LaSala Joseph Frank 4
4 · Augusta SpinCo Corp · Filed Feb 11, 2026
Research Summary
AI-generated summary of this filing
Augusta SpinCo Director Joseph LaSala Disposes Shares in Merger
What Happened Joseph Frank LaSala, a director of Augusta SpinCo Corp, disposed of two blocks of the issuer's common stock on Feb 9, 2026: 1,155 shares and 944.478 shares (total 2,099.478 issuer shares). These issuer shares were first received by LaSala via a pro rata distribution from Becton, Dickinson & Co. (one block) and through his Becton 401(k) account (the other block), and then converted in a merger: each Augusta SpinCo share was exchanged for 0.135343148384084 shares of Waters Corporation common stock. Using Waters’ Feb 9, 2026 closing price of $328.14, the exchange equals roughly 284.15 Waters shares, with an approximate market value of $93,240. These were dispositions under a corporate transaction, not open-market sales.
Key Details
- Transaction date: Feb 9, 2026 (filed on Form 4 Feb 11, 2026).
- Transaction code: D (Disposition to issuer via merger/exchange).
- Shares disposed: 1,155 and 944.478 (total 2,099.478 issuer shares).
- Exchange ratio: 0.135343148384084 Waters shares per issuer share.
- Waters closing price on Feb 9, 2026: $328.14 → approximate value received: ~$93,240.
- Footnotes: F1/F3 — the issuer shares were acquired by LaSala via a pro rata distribution from Becton, Dickinson (one block) and via his BDX 401(k) account (the other); F2 — the shares were disposed in the merger pursuant to the merger agreement and converted into Waters stock.
- Shares owned after transaction: not specified on the filing; issuer shares were converted into Waters shares as part of the transaction.
- Filing timeliness: Form 4 was filed Feb 11, 2026 (within the typical 2-business-day window).
Context This activity reflects a corporate reorganization (a distribution from Becton, Dickinson followed by a merger exchange into Waters stock) rather than a personal open-market sale. The reporting person received Waters common stock in exchange — not cash — so the transaction is procedural under the merger terms.
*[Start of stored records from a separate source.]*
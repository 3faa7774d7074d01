//! Integration tests for opening, releasing and closing filesets.

use std::cell::RefCell;
use std::io;
use std::rc::Rc;

use artio::dataset::{Dataset, ParticleRecord, SpeciesSpec};
use artio::scan;
use artio::writer::write_fileset;
use artio::{
    ErrorKind, Fileset, Key, MemoryEngine, OpenMode, ParameterValue, ParticleInfo,
    ParticleLayout, Result, SfcRange, StorageEngine,
};
use tempfile::tempdir;

type CallLog = Rc<RefCell<Vec<&'static str>>>;

/// Delegates to a [`MemoryEngine`], logs lifecycle calls, and fails to close.
struct FailingClose {
    inner: MemoryEngine,
    log: CallLog,
}

impl FailingClose {
    fn new(dataset: Dataset) -> (Self, CallLog) {
        let log = CallLog::default();
        let engine = Self {
            inner: MemoryEngine::with_name("failing", dataset),
            log: Rc::clone(&log),
        };
        (engine, log)
    }
}

impl StorageEngine for FailingClose {
    fn name(&self) -> &str {
        self.inner.name()
    }

    fn close(&mut self) -> io::Result<()> {
        self.log.borrow_mut().push("close");
        self.inner.close()?;
        Err(io::Error::other("device went away"))
    }

    fn parameter_keys(&self) -> Result<Vec<Key>> {
        self.inner.parameter_keys()
    }

    fn read_parameter(&self, key: &Key) -> Result<ParameterValue> {
        self.inner.read_parameter(key)
    }

    fn open_particles(&mut self, layout: &ParticleLayout) -> Result<()> {
        self.log.borrow_mut().push("open_particles");
        self.inner.open_particles(layout)
    }

    fn close_particles(&mut self) -> Result<()> {
        self.log.borrow_mut().push("close_particles");
        self.inner.close_particles()
    }

    fn cache_sfc_range(&mut self, range: SfcRange) -> Result<()> {
        self.log.borrow_mut().push("cache");
        self.inner.cache_sfc_range(range)
    }

    fn clear_sfc_cache(&mut self) -> Result<()> {
        self.log.borrow_mut().push("clear");
        self.inner.clear_sfc_cache()
    }

    fn read_root_cell_begin(&mut self, sfc: i64, counts: &mut [u32]) -> Result<()> {
        self.inner.read_root_cell_begin(sfc, counts)
    }

    fn read_root_cell_end(&mut self) -> Result<()> {
        self.inner.read_root_cell_end()
    }

    fn read_species_begin(&mut self, species: usize) -> Result<()> {
        self.inner.read_species_begin(species)
    }

    fn read_species_end(&mut self) -> Result<()> {
        self.inner.read_species_end()
    }

    fn read_particle(
        &mut self,
        primary: &mut [f64],
        secondary: &mut [f32],
    ) -> Result<ParticleInfo> {
        self.inner.read_particle(primary, secondary)
    }
}

fn small_dataset() -> Dataset {
    let mut dataset = Dataset::new(4, vec![SpeciesSpec::new("N-BODY", 3, 0)]).unwrap();
    dataset.set_particle_files(2).unwrap();
    for sfc in 0..4 {
        let record = ParticleRecord::new(sfc, 0, vec![sfc as f64, 0.5, 0.25], vec![]);
        dataset.add_particle(sfc, 0, record).unwrap();
    }
    dataset
}

#[test]
fn test_close_failure_is_io_error() {
    let (engine, log) = FailingClose::new(small_dataset());
    let mut fileset = Fileset::from_engine(engine, OpenMode::PARTICLES).unwrap();
    fileset.cache_range(0, 3).unwrap();
    assert_eq!(scan::count_in_range(&mut fileset, 1, 2).unwrap(), vec![2]);

    let err = fileset.close().unwrap_err();
    assert_eq!(err.kind(), ErrorKind::Io);
    assert!(err.to_string().contains("failing"));

    // Released exactly once, even though close failed.
    assert_eq!(
        *log.borrow(),
        vec!["open_particles", "cache", "clear", "close_particles", "close"]
    );
}

#[test]
fn test_drop_without_close_releases() {
    let (engine, log) = FailingClose::new(small_dataset());
    {
        let mut fileset = Fileset::from_engine(engine, OpenMode::PARTICLES).unwrap();
        fileset.cache_range(1, 2).unwrap();
    }
    assert_eq!(
        *log.borrow(),
        vec!["open_particles", "cache", "clear", "close_particles", "close"]
    );
}

#[test]
fn test_failed_open_releases_engine() {
    let mut dataset = small_dataset();
    dataset.set_parameter("ARTIO_MAJOR_VERSION", vec![2i32]);
    let (engine, log) = FailingClose::new(dataset);

    let err = Fileset::from_engine(engine, OpenMode::PARTICLES).unwrap_err();
    assert_eq!(err.kind(), ErrorKind::VersionMismatch);
    assert_eq!(*log.borrow(), vec!["close"]);
}

#[test]
fn test_header_only_fileset() {
    let dir = tempdir().unwrap();
    let prefix = dir.path().join("header_only");
    let mut dataset = Dataset::new(8, vec![]).unwrap();
    dataset.set_parameter("auni", vec![1.0f64]);
    write_fileset(&prefix, &dataset).unwrap();

    let fileset = Fileset::open(&prefix, OpenMode::HEADER).unwrap();
    assert!(!fileset.has_particles());
    assert!(!fileset.particles_open());
    assert!(fileset.species().is_empty());
    fileset.close().unwrap();

    let err = Fileset::open(&prefix, OpenMode::PARTICLES).unwrap_err();
    assert_eq!(err.kind(), ErrorKind::NotFound);
    let err = Fileset::open(&prefix, OpenMode::GRID).unwrap_err();
    assert_eq!(err.kind(), ErrorKind::NotFound);
}

#[test]
fn test_grid_mode_needs_grid_files() {
    let dir = tempdir().unwrap();
    let prefix = dir.path().join("grid");
    let mut dataset = small_dataset();
    dataset.set_parameter("num_grid_files", vec![1i32]);
    write_fileset(&prefix, &dataset).unwrap();

    let fileset = Fileset::open(&prefix, OpenMode::GRID | OpenMode::PARTICLES).unwrap();
    assert!(fileset.has_grid());
    assert!(fileset.particles_open());
    assert!(fileset.mode().contains(OpenMode::GRID));
}

#[test]
fn test_missing_particle_file() {
    let dir = tempdir().unwrap();
    let prefix = dir.path().join("missing");
    write_fileset(&prefix, &small_dataset()).unwrap();
    std::fs::remove_file(dir.path().join("missing.p001")).unwrap();

    let fileset = Fileset::open(&prefix, OpenMode::HEADER).unwrap();
    assert!(fileset.has_particles());
    drop(fileset);

    let err = Fileset::open(&prefix, OpenMode::PARTICLES).unwrap_err();
    assert_eq!(err.kind(), ErrorKind::NotFound);
}

#[test]
fn test_truncated_particle_file() {
    let dir = tempdir().unwrap();
    let prefix = dir.path().join("truncated");
    write_fileset(&prefix, &small_dataset()).unwrap();
    let path = dir.path().join("truncated.p000");
    let bytes = std::fs::read(&path).unwrap();
    std::fs::write(&path, &bytes[..10]).unwrap();

    let err = Fileset::open(&prefix, OpenMode::PARTICLES).unwrap_err();
    assert_eq!(err.kind(), ErrorKind::Corrupted);
}

#[test]
fn test_swapped_particle_files() {
    let dir = tempdir().unwrap();
    let prefix = dir.path().join("swapped");
    write_fileset(&prefix, &small_dataset()).unwrap();
    let first = dir.path().join("swapped.p000");
    let second = dir.path().join("swapped.p001");
    let scratch = dir.path().join("swapped.tmp");
    std::fs::rename(&first, &scratch).unwrap();
    std::fs::rename(&second, &first).unwrap();
    std::fs::rename(&scratch, &second).unwrap();

    let err = Fileset::open(&prefix, OpenMode::PARTICLES).unwrap_err();
    assert_eq!(err.kind(), ErrorKind::Corrupted);
}

#[test]
fn test_corrupted_header_file() {
    let dir = tempdir().unwrap();
    let prefix = dir.path().join("garbage");
    std::fs::write(dir.path().join("garbage.art"), b"not a header").unwrap();

    let err = Fileset::open(&prefix, OpenMode::HEADER).unwrap_err();
    assert_eq!(err.kind(), ErrorKind::Corrupted);
}

#[test]
fn test_particles_reopen_after_close() {
    let dir = tempdir().unwrap();
    let prefix = dir.path().join("reopen");
    write_fileset(&prefix, &small_dataset()).unwrap();

    let mut fileset = Fileset::open(&prefix, OpenMode::HEADER).unwrap();
    let err = fileset.close_particles().unwrap_err();
    assert_eq!(err.kind(), ErrorKind::InvalidState);
    let err = fileset.cache_range(0, 1).unwrap_err();
    assert_eq!(err.kind(), ErrorKind::InvalidState);

    fileset.open_particles().unwrap();
    fileset.cache_range(0, 1).unwrap();
    fileset.close_particles().unwrap();
    assert!(fileset.cached_range().is_none());

    fileset.open_particles().unwrap();
    assert_eq!(scan::count_in_range(&mut fileset, 0, 3).unwrap(), vec![4]);
    fileset.close().unwrap();
}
For retail investors, note this type of disposition is driven by deal mechanics and not necessarily a signal of the insider's view on the company.
Insider Transaction Report
- Disposition to Issuer
Common Stock, par value $0.01 per share
[F1][F2]2026-02-09−1,155→ 0 total - Disposition to Issuer
Common Stock, par value $0.01 per share
[F3][F2]2026-02-09−944.478→ 0 total(indirect: By 401(k))
Footnotes (3)
- [F1]Represents 1,155 shares of the Issuer's common stock acquired by the Reporting Person in a pro rata distribution by Becton, Dickinson and Company to holders of its common stock for no consideration, which occurred on February 9, 2026 in a transaction exempt under Rules 16a-9 and 16b-3 of the Securities Exchange Act of 1934, as amended (the "Distribution").
- [F2]On February 9, 2026 following the Distribution, each share of the Issuer's common stock, par value $0.01 per share, was disposed of by merger pursuant to the Agreement and Plan of Merger, dated as of July 13, 2025, by and among Waters Corporation ("Waters"), Becton, Dickinson and Company, Beta Merger Sub, Inc. and the Issuer, in exchange for 0.135343148384084 shares of Waters common stock, par value $0.01 per share ("Waters Common Stock"). The closing price per share of Waters Common Stock on February 9, 2026 was $328.14.
- [F3]Represents 944.478 shares of the Issuer's common stock acquired by the Reporting Person in the Distribution through the Reporting Person's account in the Becton, Dickinson and Company 401(k) Plan (the "401(k) Plan").